WSK PZL Świdnik Mi-2. 1965 - History
193a Section 1965-08-26
PZL WSK Świdnik Mi-2
The Mil Mi-2 helicopter is one of the most recognizable helicopters in the world. In the NATO code, the Mi-2 was called Hoplite. (Hoplite is a heavy infantry soldier in ancient Greece from the 7th to 4th centuries BC.) The helicopter also received several dialect names, including the most popular Kettle. It was designed in the CCCP in the office of Mikhail Mil. The helicopter turned out to be successful and a decision was made to mass-produce it. However, the CCCP economy was inefficient and the armaments plants were burdened with more urgent production. That is why it was decided to locate the production of the Mi-2 in WSK PZL Świdnik. The decision was favored by Świdnik's experience in the production of SM-1 and SM-2 helicopters. There was also another benefit to the communists; It was possible to significantly reduce Polish research and development works on domestic structures. In effect; each Mi-2 was built in Świdnik. In 1963, final decisions were made and a Mi-2 helicopter license was purchased. The Russians did not agree to name the machine SM-3, which was intended for it in Poland.

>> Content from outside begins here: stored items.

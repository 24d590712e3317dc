//! Constant values.

use serde::{Deserialize, Serialize};

/// A constant value as written in the IDL.
///
/// Booleans are integers (`0`/`1`). Enum constants are either integers or
/// identifiers (`Color.RED` or `RED`). Struct literals are maps keyed by
/// field-name strings. Map entries keep the order in which they were
/// written.
#[derive(Debug, Clone, PartialEq, Serialize, Deserialize)]
#[serde(rename_all = "snake_case")]
pub enum ConstValue {
    Integer(i64),
    Double(f64),
    String(String),
    Identifier(String),
    List(Vec<ConstValue>),
    Map(Vec<(ConstValue, ConstValue)>),
}

impl ConstValue {
    /// Short name of the value shape, used in diagnostics.
    pub fn kind(&self) -> &'static str {
        match self {
            ConstValue::Integer(_) => "integer",
            ConstValue::Double(_) => "double",
            ConstValue::String(_) => "string",
            ConstValue::Identifier(_) => "identifier",
            ConstValue::List(_) => "list",
            ConstValue::Map(_) => "map",
        }
    }

    /// Number of elements for list and map values.
    pub fn len(&self) -> Option<usize> {
        match self {
            ConstValue::List(items) => Some(items.len()),
            ConstValue::Map(entries) => Some(entries.len()),
            _ => None,
        }
    }

    /// The string payload of a `String` value.
    pub fn as_str(&self) -> Option<&str> {
        match self {
            ConstValue::String(s) => Some(s),
            _ => None,
        }
    }
}

#[cfg(test)]
mod tests {
    use super::*;

    #[test]
    fn test_deserialize_nested() {
        let value: ConstValue = serde_json::from_str(
            r#"{"map": [[{"string": "a"}, {"list": [{"integer": 1}, {"integer": 2}]}]]}"#,
        )
        .unwrap();

        let ConstValue::Map(entries) = &value else {
            panic!("expected map, got {:?}", value);
        };
        assert_eq!(entries.len(), 1);
        assert_eq!(entries[0].0.as_str(), Some("a"));
        assert_eq!(entries[0].1.len(), Some(2));
    }

    #[test]
    fn test_map_keeps_written_order() {
        let value: ConstValue = serde_json::from_str(
            r#"{"map": [[{"string": "z"}, {"integer": 1}], [{"string": "a"}, {"integer": 2}]]}"#,
        )
        .unwrap();
        let ConstValue::Map(entries) = value else {
            panic!("expected map");
        };
        let keys: Vec<_> = entries.iter().filter_map(|(k, _)| k.as_str()).collect();
        assert_eq!(keys, ["z", "a"]);
    }

    #[test]
    fn test_kind() {
        assert_eq!(ConstValue::Integer(1).kind(), "integer");
        assert_eq!(ConstValue::Identifier("A.B".into()).kind(), "identifier");
        assert_eq!(ConstValue::List(vec![]).len(), Some(0));
        assert_eq!(ConstValue::Double(1.5).len(), None);
    }
}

In 1964, WSK PZL Świdnik started the production of Mi-2 helicopters from parts supplied by CCCP. In 1965, the first completely Polish Mi-2 rolled off the assembly line. In total, about 5,400 Mi-2 helicopters of various variants were built. Originally, the helicopter was designed as a civilian vehicle. But in Świdnik, several variants were developed for the army, and they were mainly produced and used by the Polish Army and other countries. Although the design of the Mi-2 is already obsolete, it is still (2018) used by the military and civilian services of many countries.

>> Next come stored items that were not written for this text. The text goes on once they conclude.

//! Diagnostic types for the pipeline.

use serde::Serialize;

/// Severity level for a diagnostic message.
#[derive(Debug, Clone, Copy, PartialEq, Eq, Hash, Serialize)]
pub enum Severity {
    /// Stops the run before any generator starts.
    Error,
    /// Reported, generation continues.
    Warning,
    Info,
}

impl Severity {
    pub fn is_error(&self) -> bool {
        matches!(self, Severity::Error)
    }

    pub fn is_warning(&self) -> bool {
        matches!(self, Severity::Warning)
    }
}

impl std::fmt::Display for Severity {
    fn fmt(&self, f: &mut std::fmt::Formatter<'_>) -> std::fmt::Result {
        match self {
            Severity::Error => write!(f, "error"),
            Severity::Warning => write!(f, "warning"),
            Severity::Info => write!(f, "info"),
        }
    }
}

/// A diagnostic message produced by a phase.
#[derive(Debug, Clone, Serialize)]
pub struct Diagnostic {
    pub severity: Severity,
    /// The phase that produced this diagnostic.
    pub phase: String,
    pub message: String,
    /// Dotted path of the offending declaration (e.g., "Calculator.zip").
    pub location: Option<String>,
}

impl Diagnostic {
    pub fn error(phase: impl Into<String>, message: impl Into<String>) -> Self {
        Self::new(Severity::Error, phase, message)
    }

    pub fn warning(phase: impl Into<String>, message: impl Into<String>) -> Self {
        Self::new(Severity::Warning, phase, message)
    }

    pub fn info(phase: impl Into<String>, message: impl Into<String>) -> Self {
        Self::new(Severity::Info, phase, message)
    }

    fn new(severity: Severity, phase: impl Into<String>, message: impl Into<String>) -> Self {
        Self {
            severity,
            phase: phase.into(),
            message: message.into(),
            location: None,
        }
    }

    /// Add a location to this diagnostic.
    pub fn at(mut self, location: impl Into<String>) -> Self {
        self.location = Some(location.into());
        self
    }
}

impl std::fmt::Display for Diagnostic {
    fn fmt(&self, f: &mut std::fmt::Formatter<'_>) -> std::fmt::Result {
        write!(f, "{}: {}", self.severity, self.message)?;
        if let Some(loc) = &self.location {
            write!(f, " (at {})", loc)?;
        }
        Ok(())
    }
}
use thriftgen_ast::Program;
use thriftgen_codegen::{
    Result,
    driver::walk_program,
    language::{LanguageCodegen, PreviewFile},
    options::RawOptions,
};
use thriftgen_core::GENERATOR_NAME;
use tracing::debug;

use crate::{emit::GvEmitter, options::GvOptions, type_mapper::GvTypeMapper};

/// Draws a program as a Graphviz digraph, `<program>.gv`.
pub struct Generator<'a> {
    program: &'a Program,
    options: GvOptions,
    mapper: GvTypeMapper,
}

impl<'a> Generator<'a> {
    /// Validate `raw` and prepare the generator.
    pub fn new(program: &'a Program, raw: &RawOptions) -> Result<Self> {
        let options = GvOptions::from_raw(raw)?;
        Ok(Self::with_options(program, options))
    }

    pub fn with_options(program: &'a Program, options: GvOptions) -> Self {
        Self {
            program,
            options,
            mapper: GvTypeMapper::new(program.name.as_str()),
        }
    }
}

impl LanguageCodegen for Generator<'_> {
    fn language(&self) -> &'static str {
        "graphviz"
    }

    fn file_extension(&self) -> &'static str {
        "gv"
    }

    fn preview(&self) -> Result<Vec<PreviewFile>> {
        let mut emitter = GvEmitter::new(self.program, &self.options, &self.mapper);
        walk_program(self.program, &mut emitter)?;

        let path = format!("{}.{}", self.program.name, self.file_extension());
        debug!(path = %path, "rendered graphviz source");
        let content = format!(
            "// Autogenerated by {}\n{}",
            GENERATOR_NAME,
            emitter.into_source()
        );
        Ok(vec![PreviewFile::new(path, content)])
    }
}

The reason for the creation of the new helicopter was the development of a new turbine engine, designated GTD-350. The Mi-2 helicopter was not the first CCCP helicopter with this type of drive. The first was the Mil Mi-6, one of the largest helicopters in the world. Contrary to popular belief, the Mi-2 helicopter was not designed as a light helicopter. After all, it was supposed to take up to 9 people on board. The light helicopter at that time was the Mil Mi-1, for 3-4 people, produced in Poland until 1965, and in the CCCP until 1970. The fact that after some time the Mi-2 displaced the Mi-1 from use was a result of its operational advantages. In addition, its twin-engine drive significantly increased safety during the flight. The development of the Mil Mi-2 helicopter was more of an experiment than a specific goal. Because turbine-powered helicopters were a big novelty, and all companies building this type of aircraft started work in this direction.
Work on the Mil Mi-2 was started in 1959. In January 1961, a model of the helicopter was approved. In February 1961, the documentation for the construction of the prototype was ready. The first flight of the prototype took place on September 22, 1961.